As soon as Oppianicus began to suspect, from the fact of Scamander's being put on trial, what was hanging over his own head, he set himself to gain the friendship of one who was penniless, brazen, and a past master in the art of judicial corruption and, moreover, himself a juror at the time - namely Staienus. In the first instance, at Scamander's trial he had so far succeeded with his presents and largesses as to secure in him a more zealous partizan than was consistent with the honour of a juror. [67] But afterwards, when Scamander had gained none but Staienus's vote for his acquittal, and Scamander's patron not even his own, he felt the need of more drastic measures to save the situation, and so it was Staienus whose help he began to implore, for himself and for his fortunes, since he thought him a man both subtle in scheming, brazen in contrivance, and swift in execution : - and so he was to some extent, but not as much as he pretended.
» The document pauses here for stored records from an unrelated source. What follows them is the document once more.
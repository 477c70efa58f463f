use crate::domain::errors::PredictionError;
use crate::domain::ml::FeatureVector;

/// Interface for the trained regression model.
///
/// Implementations are loaded once at startup and shared read-only across
/// requests, so `predict` takes `&self` and must be safe to call concurrently.
pub trait RegressionModel: Send + Sync {
    /// Predict school life expectancy (years) for one feature vector
    fn predict(&self, features: &FeatureVector) -> Result<f64, PredictionError>;

    /// Get model name/type
    fn name(&self) -> &str;

    /// Get model version/id
    fn version(&self) -> &str;
}

/// Reject NaN and infinities coming out of a backend
pub(crate) fn ensure_finite(value: f64) -> Result<f64, PredictionError> {
    if value.is_finite() {
        Ok(value)
    } else {
        Err(PredictionError::NonFiniteOutput)
    }
}
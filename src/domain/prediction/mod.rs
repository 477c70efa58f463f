pub mod confidence;
pub mod request;
pub mod response;

pub use confidence::ConfidenceLevel;
pub use request::{PredictionRequest, ValidatedRequest};
pub use response::PredictionResponse;
// HTTP API (axum)
pub mod http;
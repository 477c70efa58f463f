//! Observability for the prediction service
//!
//! 1. **Structured logs** via `tracing` (see [`logging`])
//! 2. **Prometheus metrics**, rendered on `GET /metrics`

pub mod latency_tracker;
pub mod logging;
pub mod metrics;

pub use latency_tracker::PredictionTimer;
pub use metrics::Metrics;
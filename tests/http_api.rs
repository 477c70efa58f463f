mod common;

use axum::Router;
use axum::body::Body;
use axum::http::{Request, StatusCode, header};
use common::{reference_request, write_artifact_with, write_linear_artifact};
use edupredict::application::PredictionService;
use edupredict::application::ml::ModelFormat;
use edupredict::config::{AllowedOrigins, CorsEnvConfig};
use edupredict::infrastructure::observability::Metrics;
use edupredict::interfaces::http::{AppState, build_router};
use http_body_util::BodyExt;
use serde_json::{Value, json};
use std::path::Path;
use std::time::Duration;
use tempfile::TempDir;
use tower::ServiceExt;

fn router_for(model_path: &Path, metrics: Option<Metrics>, cors: &CorsEnvConfig) -> Router {
    let service =
        PredictionService::initialize(ModelFormat::Linear, model_path, Duration::from_secs(5));
    build_router(AppState::new(service, metrics), cors).expect("router")
}

fn loaded_app() -> (Router, TempDir) {
    let dir = tempfile::tempdir().unwrap();
    let path = write_linear_artifact(dir.path());
    let app = router_for(&path, Some(Metrics::new().unwrap()), &CorsEnvConfig::default());
    (app, dir)
}

fn degraded_app() -> Router {
    router_for(
        Path::new("definitely/missing/model.json"),
        Some(Metrics::new().unwrap()),
        &CorsEnvConfig::default(),
    )
}

fn post_json(uri: &str, body: String) -> Request<Body> {
    Request::builder()
        .method("POST")
        .uri(uri)
        .header(header::CONTENT_TYPE, "application/json")
        .body(Body::from(body))
        .unwrap()
}

fn get(uri: &str) -> Request<Body> {
    Request::builder().uri(uri).body(Body::empty()).unwrap()
}

async fn send(app: &Router, request: Request<Body>) -> (StatusCode, Value) {
    let response = app.clone().oneshot(request).await.unwrap();
    let status = response.status();
    let bytes = response.into_body().collect().await.unwrap().to_bytes();
    let body = if bytes.is_empty() {
        Value::Null
    } else {
        serde_json::from_slice(&bytes).unwrap_or_else(|_| {
            Value::String(String::from_utf8_lossy(&bytes).into_owned())
        })
    };
    (status, body)
}

fn with_field(mut request: Value, field: &str, value: Value) -> Value {
    request[field] = value;
    request
}

#[tokio::test]
async fn test_root_descriptor() {
    let (app, _dir) = loaded_app();
    let (status, body) = send(&app, get("/")).await;

    assert_eq!(status, StatusCode::OK);
    assert_eq!(body["message"], "Education Prediction API");
    assert_eq!(body["version"], env!("CARGO_PKG_VERSION"));
    assert_eq!(body["endpoints"]["predict"], "/predict");
    assert_eq!(body["endpoints"]["health"], "/health");
    assert_eq!(body["endpoints"]["metrics"], "/metrics");
    assert_eq!(body["model"]["name"], "Linear Regression");
    assert_eq!(body["model"]["version"], "test-1");
}

#[tokio::test]
async fn test_health_reports_loaded_model() {
    let (app, _dir) = loaded_app();
    let (status, body) = send(&app, get("/health")).await;

    assert_eq!(status, StatusCode::OK);
    assert_eq!(body["status"], "healthy");
    assert_eq!(body["model_loaded"], true);
    let timestamp = body["timestamp"].as_str().unwrap();
    assert!(chrono::DateTime::parse_from_rfc3339(timestamp).is_ok());
}

#[tokio::test]
async fn test_predict_reference_scenario_is_medium() {
    let (app, _dir) = loaded_app();
    let (status, body) = send(&app, post_json("/predict", reference_request().to_string())).await;

    assert_eq!(status, StatusCode::OK);
    assert_eq!(body["prediction"], 13.7);
    assert_eq!(body["confidence"], "Medium");
    assert_eq!(
        body["message"],
        "Based on moderate government investment in education"
    );
}

#[tokio::test]
async fn test_predict_high_and_low_confidence() {
    let (app, _dir) = loaded_app();

    let high = json!({
        "primary_expenditure_usd": 1000,
        "secondary_expenditure_usd": 800,
        "tertiary_expenditure_usd": 400,
        "primary_expenditure_gdp": 2.0,
        "secondary_expenditure_gdp": 1.5,
        "tertiary_expenditure_gdp": 1.0,
        "year": 2015
    });
    let (status, body) = send(&app, post_json("/predict", high.to_string())).await;
    assert_eq!(status, StatusCode::OK);
    assert_eq!(body["confidence"], "High");
    // 2015 * 0.01 + 4.5 * 0.5 - 8.0
    assert_eq!(body["prediction"], 14.4);

    let low = json!({
        "primary_expenditure_usd": 0,
        "secondary_expenditure_usd": 0,
        "tertiary_expenditure_usd": 0,
        "primary_expenditure_gdp": 0,
        "secondary_expenditure_gdp": 0,
        "tertiary_expenditure_gdp": 0,
        "year": 2010
    });
    let (status, body) = send(&app, post_json("/predict", low.to_string())).await;
    assert_eq!(status, StatusCode::OK);
    assert_eq!(body["confidence"], "Low");
    assert_eq!(
        body["message"],
        "Based on limited government investment in education"
    );
}

#[tokio::test]
async fn test_predict_rejects_year_out_of_range() {
    let (app, _dir) = loaded_app();
    let request = with_field(reference_request(), "year", json!(2031));
    let (status, body) = send(&app, post_json("/predict", request.to_string())).await;

    assert_eq!(status, StatusCode::UNPROCESSABLE_ENTITY);
    let detail = body["detail"].as_array().unwrap();
    assert_eq!(detail.len(), 1);
    assert_eq!(detail[0]["loc"], json!(["body", "year"]));
    assert_eq!(detail[0]["type"], "value_error.number.not_le");
    assert!(detail[0]["msg"].as_str().unwrap().contains("2030"));
}

#[tokio::test]
async fn test_predict_rejects_gdp_out_of_range() {
    let (app, _dir) = loaded_app();
    let request = with_field(reference_request(), "primary_expenditure_gdp", json!(21));
    let (status, body) = send(&app, post_json("/predict", request.to_string())).await;

    assert_eq!(status, StatusCode::UNPROCESSABLE_ENTITY);
    assert_eq!(
        body["detail"][0]["loc"],
        json!(["body", "primary_expenditure_gdp"])
    );
}

#[tokio::test]
async fn test_predict_rejects_fractional_year() {
    let (app, _dir) = loaded_app();
    let request = with_field(reference_request(), "year", json!(2020.5));
    let (status, body) = send(&app, post_json("/predict", request.to_string())).await;

    assert_eq!(status, StatusCode::UNPROCESSABLE_ENTITY);
    assert_eq!(body["detail"][0]["type"], "type_error.integer");
}

#[tokio::test]
async fn test_predict_accepts_whole_float_year() {
    let (app, _dir) = loaded_app();
    let request = with_field(reference_request(), "year", json!(2020.0));
    let (status, body) = send(&app, post_json("/predict", request.to_string())).await;

    assert_eq!(status, StatusCode::OK);
    assert_eq!(body["prediction"], 13.7);
}

#[tokio::test]
async fn test_predict_rejects_missing_field_and_bad_json() {
    let (app, _dir) = loaded_app();

    let mut missing = reference_request();
    missing.as_object_mut().unwrap().remove("tertiary_expenditure_gdp");
    let (status, body) = send(&app, post_json("/predict", missing.to_string())).await;
    assert_eq!(status, StatusCode::UNPROCESSABLE_ENTITY);
    assert_eq!(body["detail"][0]["loc"], json!(["body"]));
    assert!(
        body["detail"][0]["msg"]
            .as_str()
            .unwrap()
            .contains("tertiary_expenditure_gdp")
    );

    let (status, _) = send(&app, post_json("/predict", "{not json".to_string())).await;
    assert_eq!(status, StatusCode::UNPROCESSABLE_ENTITY);
}

#[tokio::test]
async fn test_degraded_service_fails_predict_but_stays_healthy() {
    let app = degraded_app();

    let (status, body) = send(&app, get("/health")).await;
    assert_eq!(status, StatusCode::OK);
    assert_eq!(body["status"], "healthy");
    assert_eq!(body["model_loaded"], false);

    let (status, body) = send(&app, get("/")).await;
    assert_eq!(status, StatusCode::OK);
    assert!(body.get("model").is_none());

    for year in [2010, 2020, 2030] {
        let request = with_field(reference_request(), "year", json!(year));
        let (status, body) = send(&app, post_json("/predict", request.to_string())).await;
        assert_eq!(status, StatusCode::INTERNAL_SERVER_ERROR);
        assert_eq!(body["detail"], "Prediction error: Model not loaded");
    }

    // Bad input is still a client error
    let request = with_field(reference_request(), "year", json!(2031));
    let (status, _) = send(&app, post_json("/predict", request.to_string())).await;
    assert_eq!(status, StatusCode::UNPROCESSABLE_ENTITY);
}

#[tokio::test]
async fn test_runtime_model_failure_returns_500_with_message() {
    let dir = tempfile::tempdir().unwrap();
    // Finite weights, but year * 1e308 overflows to infinity
    let mut coefficients = vec![0.0; 10];
    coefficients[6] = 1e308;
    let path = write_artifact_with(dir.path(), &coefficients, 0.0);
    let app = router_for(&path, Some(Metrics::new().unwrap()), &CorsEnvConfig::default());

    let (status, body) = send(&app, get("/health")).await;
    assert_eq!(status, StatusCode::OK);
    assert_eq!(body["model_loaded"], true);

    let (status, body) = send(&app, post_json("/predict", reference_request().to_string())).await;
    assert_eq!(status, StatusCode::INTERNAL_SERVER_ERROR);
    assert_eq!(
        body["detail"],
        "Prediction error: model returned a non-finite value"
    );

    let response = app.clone().oneshot(get("/metrics")).await.unwrap();
    let bytes = response.into_body().collect().await.unwrap().to_bytes();
    let text = String::from_utf8(bytes.to_vec()).unwrap();
    assert!(text.contains("edupredict_predictions_total{outcome=\"prediction_error\"} 1"));
}

#[tokio::test]
async fn test_metrics_endpoint_counts_outcomes() {
    let (app, _dir) = loaded_app();

    send(&app, post_json("/predict", reference_request().to_string())).await;
    let bad = with_field(reference_request(), "year", json!(1999));
    send(&app, post_json("/predict", bad.to_string())).await;

    let response = app.clone().oneshot(get("/metrics")).await.unwrap();
    assert_eq!(response.status(), StatusCode::OK);
    let bytes = response.into_body().collect().await.unwrap().to_bytes();
    let text = String::from_utf8(bytes.to_vec()).unwrap();

    assert!(text.contains("edupredict_model_loaded 1"));
    assert!(text.contains("edupredict_predictions_total{outcome=\"success\"} 1"));
    assert!(text.contains("edupredict_predictions_total{outcome=\"validation_error\"} 1"));
    assert!(text.contains("edupredict_confidence_total{level=\"Medium\"} 1"));
    assert!(text.contains("edupredict_prediction_latency_seconds_count 2"));
}

#[tokio::test]
async fn test_metrics_route_absent_when_disabled() {
    let dir = tempfile::tempdir().unwrap();
    let path = write_linear_artifact(dir.path());
    let app = router_for(&path, None, &CorsEnvConfig::default());

    let (status, _) = send(&app, get("/metrics")).await;
    assert_eq!(status, StatusCode::NOT_FOUND);

    let (_, body) = send(&app, get("/")).await;
    assert!(body["endpoints"].get("metrics").is_none());
}

fn preflight(origin: &str) -> Request<Body> {
    Request::builder()
        .method("OPTIONS")
        .uri("/predict")
        .header(header::ORIGIN, origin)
        .header(header::ACCESS_CONTROL_REQUEST_METHOD, "POST")
        .header(header::ACCESS_CONTROL_REQUEST_HEADERS, "content-type")
        .body(Body::empty())
        .unwrap()
}

#[tokio::test]
async fn test_cors_open_by_default() {
    let (app, _dir) = loaded_app();
    let response = app
        .clone()
        .oneshot(preflight("https://anywhere.example.com"))
        .await
        .unwrap();

    assert_eq!(
        response.headers()[header::ACCESS_CONTROL_ALLOW_ORIGIN],
        "*"
    );
}

#[tokio::test]
async fn test_cors_origin_list_is_enforced() {
    let dir = tempfile::tempdir().unwrap();
    let path = write_linear_artifact(dir.path());
    let cors = CorsEnvConfig {
        allowed_origins: AllowedOrigins::List(vec!["https://app.example.org".to_string()]),
        allow_credentials: true,
    };
    let app = router_for(&path, None, &cors);

    let allowed = app
        .clone()
        .oneshot(preflight("https://app.example.org"))
        .await
        .unwrap();
    assert_eq!(
        allowed.headers()[header::ACCESS_CONTROL_ALLOW_ORIGIN],
        "https://app.example.org"
    );
    assert_eq!(
        allowed.headers()[header::ACCESS_CONTROL_ALLOW_CREDENTIALS],
        "true"
    );

    let denied = app
        .clone()
        .oneshot(preflight("https://evil.example.net"))
        .await
        .unwrap();
    assert!(
        denied
            .headers()
            .get(header::ACCESS_CONTROL_ALLOW_ORIGIN)
            .is_none()
    );
}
[25.] L   Now you are not unaware, gentlemen, that even brute beasts, when prompted by hunger, generally return to the place where they have at some time previously found food. [68] Two years before this, our friend Staienus, in undertaking the case of Safinius Atella's estate, ** had promised to bribe the court with a sum of 600,000 sesterces ; this sum he received from the minor and kept to himself, returning it after the verdict neither to Safinius nor to the purchasers of the estate. When he had squandered the money and had nothing left to satisfy his needs, to say nothing of his pleasures, he made up his mind to return to the same practice of embezzlement in the courts which had yielded him spoils before. And so, seeing Oppianicus already lost and with two previous verdicts like millstones round his neck, ** he raised his drooping spirits, bidding him not despair of success. And Oppianicus began to implore the fellow to show him some means of bribing the court.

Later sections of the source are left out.